— Task objective —
Report every line of the records that includes the word "patch".

— Excerpts from a dataset —
○ ○ ○ ○ ○
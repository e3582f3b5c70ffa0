use axum::{
    extract::{Path, State},
    http::StatusCode,
    routing::{get, patch, post},
    Json, Router,
};
use tracing::{error, info, instrument, warn};
use uuid::Uuid;

use crate::state::AppState;

use super::dto::{
    AddItemRequest, AddItemResponse, CartView, SessionResponse, UpdateQuantityRequest,
};
use super::model::CartRestaurant;

pub fn routes() -> Router<AppState> {
    Router::new()
        .route("/carts", post(create_session))
        .route("/carts/:session_id", get(get_cart).delete(delete_cart))
        .route("/carts/:session_id/items", post(add_item))
        .route(
            "/carts/:session_id/items/:line_id",
            patch(update_quantity).delete(remove_item),
        )
}

#[instrument(skip(state))]
async fn create_session(State(state): State<AppState>) -> (StatusCode, Json<SessionResponse>) {
    let session_id = state.carts.create_session();
    (StatusCode::CREATED, Json(SessionResponse { session_id }))
}

#[instrument(skip(state))]
async fn get_cart(
    State(state): State<AppState>,
    Path(session_id): Path<Uuid>,
) -> Result<Json<CartView>, (StatusCode, String)> {
    let cart = state.carts.get(session_id).ok_or_else(session_not_found)?;
    Ok(Json(cart.into()))
}

/// Validates the product against the catalog, snapshots its price and
/// appends it to the session's cart. Adding from a different restaurant
/// clears the cart first (clear-and-replace).
#[instrument(skip(state, req))]
async fn add_item(
    State(state): State<AppState>,
    Path(session_id): Path<Uuid>,
    Json(req): Json<AddItemRequest>,
) -> Result<Json<AddItemResponse>, (StatusCode, String)> {
    let product = crate::catalog::repo::get(&state.db, req.product_id)
        .await
        .map_err(internal)?
        .ok_or((StatusCode::NOT_FOUND, "Produto não encontrado".to_string()))?;

    if !product.is_available {
        return Err((
            StatusCode::CONFLICT,
            "Este produto não está disponível".to_string(),
        ));
    }

    let restaurant = crate::tenants::repo::get(&state.db, product.restaurant_id)
        .await
        .map_err(internal)?
        .filter(|r| r.is_active)
        .ok_or((
            StatusCode::CONFLICT,
            "Restaurante indisponível".to_string(),
        ))?;

    let outcome = state
        .carts
        .with_cart(session_id, |cart| {
            cart.add_item(
                CartRestaurant {
                    id: restaurant.id,
                    name: restaurant.name.clone(),
                    slug: restaurant.slug.clone(),
                },
                product.id,
                product.name.clone(),
                product.price,
                product.image_url.clone(),
                req.quantity,
            )
        })
        .ok_or_else(session_not_found)?;

    if outcome.cart_switched {
        info!(%session_id, restaurant_id = %restaurant.id, "cart re-scoped to another restaurant");
    }

    let cart = state.carts.get(session_id).ok_or_else(session_not_found)?;
    Ok(Json(AddItemResponse {
        line_id: outcome.line_id,
        cart_switched: outcome.cart_switched,
        cart: cart.into(),
    }))
}

#[instrument(skip(state))]
async fn update_quantity(
    State(state): State<AppState>,
    Path((session_id, line_id)): Path<(Uuid, Uuid)>,
    Json(req): Json<UpdateQuantityRequest>,
) -> Result<Json<CartView>, (StatusCode, String)> {
    let updated = state
        .carts
        .with_cart(session_id, |cart| cart.update_quantity(line_id, req.quantity))
        .ok_or_else(session_not_found)?;

    if !updated {
        warn!(%session_id, %line_id, "quantity update for unknown line");
        return Err((StatusCode::NOT_FOUND, "Item não encontrado".to_string()));
    }

    let cart = state.carts.get(session_id).ok_or_else(session_not_found)?;
    Ok(Json(cart.into()))
}

#[instrument(skip(state))]
async fn remove_item(
    State(state): State<AppState>,
    Path((session_id, line_id)): Path<(Uuid, Uuid)>,
) -> Result<Json<CartView>, (StatusCode, String)> {
    let removed = state
        .carts
        .with_cart(session_id, |cart| cart.remove_item(line_id))
        .ok_or_else(session_not_found)?;

    if !removed {
        return Err((StatusCode::NOT_FOUND, "Item não encontrado".to_string()));
    }

    let cart = state.carts.get(session_id).ok_or_else(session_not_found)?;
    Ok(Json(cart.into()))
}

/// Removes the session itself, not just its lines, so abandoned carts do
/// not accumulate in the store for the life of the process.
#[instrument(skip(state))]
async fn delete_cart(
    State(state): State<AppState>,
    Path(session_id): Path<Uuid>,
) -> Result<StatusCode, (StatusCode, String)> {
    if !state.carts.drop_session(session_id) {
        return Err(session_not_found());
    }
    Ok(StatusCode::NO_CONTENT)
}

fn session_not_found() -> (StatusCode, String) {
    (StatusCode::NOT_FOUND, "Sessão de carrinho não encontrada".to_string())
}

fn internal(e: anyhow::Error) -> (StatusCode, String) {
    error!(error = %e, "cart handler failure");
    (StatusCode::INTERNAL_SERVER_ERROR, e.to_string())
}

#[cfg(test)]
mod handler_tests {
    use super::*;

    #[tokio::test]
    async fn deleting_a_cart_releases_its_session() {
        let state = AppState::fake();
        let (_, Json(session)) = create_session(State(state.clone())).await;
        assert!(state.carts.get(session.session_id).is_some());

        let status = delete_cart(State(state.clone()), Path(session.session_id))
            .await
            .expect("delete should succeed");
        assert_eq!(status, StatusCode::NO_CONTENT);

        // The entry is reclaimed, not merely emptied.
        assert!(state.carts.get(session.session_id).is_none());
        assert!(get_cart(State(state), Path(session.session_id)).await.is_err());
    }

    #[tokio::test]
    async fn deleting_an_unknown_session_is_not_found() {
        let state = AppState::fake();
        let err = delete_cart(State(state), Path(Uuid::new_v4()))
            .await
            .unwrap_err();
        assert_eq!(err.0, StatusCode::NOT_FOUND);
    }
}
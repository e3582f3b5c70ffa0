use serde::{Deserialize, Serialize};

use crate::orders::repo::PointsEntry;

#[derive(Debug, Deserialize)]
pub struct UpsertProfileRequest {
    pub name: Option<String>,
    pub phone: Option<String>,
    pub default_address: Option<String>,
}

#[derive(Debug, Serialize)]
pub struct PointsResponse {
    pub balance: i64,
    pub history: Vec<PointsEntry>,
}

#[derive(Debug, Deserialize)]
pub struct Pagination {
    #[serde(default = "default_limit")]
    pub limit: i64,
    #[serde(default)]
    pub offset: i64,
}

fn default_limit() -> i64 {
    20
}
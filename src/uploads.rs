use axum::{
    extract::{DefaultBodyLimit, Multipart, Query, State},
    http::StatusCode,
    routing::post,
    Json, Router,
};
use serde::{Deserialize, Serialize};
use tracing::{error, info, instrument, warn};
use uuid::Uuid;

use crate::{
    auth::{self, Role, SessionUser},
    state::AppState,
    storage,
};

pub fn router() -> Router<AppState> {
    Router::new()
        .route("/uploads", post(upload_image).delete(delete_upload))
        .layer(DefaultBodyLimit::max(6 * 1024 * 1024)) // validated limit is 5MB; leave multipart headroom
}

#[derive(Debug, Deserialize)]
struct UploadQuery {
    /// Key prefix, e.g. "products" or "branding".
    #[serde(default = "default_scope")]
    scope: String,
}

fn default_scope() -> String {
    "uploads".into()
}

#[derive(Debug, Serialize)]
struct UploadResponse {
    key: String,
    url: String,
}

/// POST /uploads (multipart, field `file`). MIME type and size are
/// checked before the storage call so rejected files never hit the
/// bucket.
#[instrument(skip(state, mp))]
async fn upload_image(
    State(state): State<AppState>,
    SessionUser(user_id): SessionUser,
    Query(query): Query<UploadQuery>,
    mut mp: Multipart,
) -> Result<(StatusCode, Json<UploadResponse>), (StatusCode, String)> {
    auth::require_role(&state, user_id, Role::Lojista).await?;

    while let Ok(Some(field)) = mp.next_field().await {
        if field.name() != Some("file") {
            continue;
        }
        let content_type = field
            .content_type()
            .map(|s| s.to_string())
            .unwrap_or_else(|| "application/octet-stream".into());
        let data = field.bytes().await.map_err(|e| {
            warn!(error = %e, "failed reading multipart field");
            (StatusCode::BAD_REQUEST, "Falha ao ler o arquivo".to_string())
        })?;

        if let Err(msg) = storage::validate_image(&content_type, data.len()) {
            return Err((StatusCode::BAD_REQUEST, msg));
        }
        // validate_image only passes types ext_from_mime knows.
        let ext = storage::ext_from_mime(&content_type).unwrap_or("bin");

        let key = format!("{}/{}.{}", query.scope.trim_matches('/'), Uuid::new_v4(), ext);
        state
            .storage
            .put_object(&key, data, &content_type)
            .await
            .map_err(|e| {
                error!(error = %e, key, "upload failed");
                (
                    StatusCode::INTERNAL_SERVER_ERROR,
                    "Falha ao enviar a imagem".to_string(),
                )
            })?;

        let url = state.storage.public_url(&key);
        info!(%user_id, key, "image uploaded");
        return Ok((StatusCode::CREATED, Json(UploadResponse { key, url })));
    }

    Err((StatusCode::BAD_REQUEST, "Campo 'file' é obrigatório".to_string()))
}

#[derive(Debug, Deserialize)]
struct DeleteQuery {
    key: String,
}

#[instrument(skip(state))]
async fn delete_upload(
    State(state): State<AppState>,
    SessionUser(user_id): SessionUser,
    Query(query): Query<DeleteQuery>,
) -> Result<StatusCode, (StatusCode, String)> {
    auth::require_role(&state, user_id, Role::Lojista).await?;
    state.storage.delete_object(&query.key).await.map_err(|e| {
        error!(error = %e, key = %query.key, "delete failed");
        (
            StatusCode::INTERNAL_SERVER_ERROR,
            "Falha ao remover a imagem".to_string(),
        )
    })?;
    info!(%user_id, key = %query.key, "image deleted");
    Ok(StatusCode::NO_CONTENT)
}
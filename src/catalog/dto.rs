use rust_decimal::Decimal;
use serde::{Deserialize, Serialize};
use uuid::Uuid;

use super::repo::Product;

#[derive(Debug, Serialize)]
pub struct ProductView {
    pub id: Uuid,
    pub name: String,
    pub description: Option<String>,
    pub price: Decimal,
    pub image_url: Option<String>,
    pub category: Option<String>,
}

impl From<Product> for ProductView {
    fn from(p: Product) -> Self {
        Self {
            id: p.id,
            name: p.name,
            description: p.description,
            price: p.price,
            image_url: p.image_url,
            category: p.category,
        }
    }
}

#[derive(Debug, Deserialize)]
pub struct ProductQuery {
    pub category: Option<String>,
    /// Free-text name search.
    pub q: Option<String>,
    #[serde(default = "default_limit")]
    pub limit: i64,
    #[serde(default)]
    pub offset: i64,
}

#[derive(Debug, Deserialize)]
pub struct Pagination {
    #[serde(default = "default_limit")]
    pub limit: i64,
    #[serde(default)]
    pub offset: i64,
}

fn default_limit() -> i64 {
    50
}

#[derive(Debug, Deserialize)]
pub struct CreateProductRequest {
    pub name: String,
    pub description: Option<String>,
    pub price: Decimal,
    pub image_url: Option<String>,
    pub category: Option<String>,
    #[serde(default = "default_available")]
    pub is_available: bool,
}

fn default_available() -> bool {
    true
}

#[derive(Debug, Deserialize)]
pub struct UpdateProductRequest {
    pub name: Option<String>,
    pub description: Option<String>,
    pub price: Option<Decimal>,
    pub image_url: Option<String>,
    pub category: Option<String>,
    pub is_available: Option<bool>,
}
○ ○ ○ ○ ○
— Final answer —
    routing::{get, patch, post},
            patch(update_quantity).delete(remove_item),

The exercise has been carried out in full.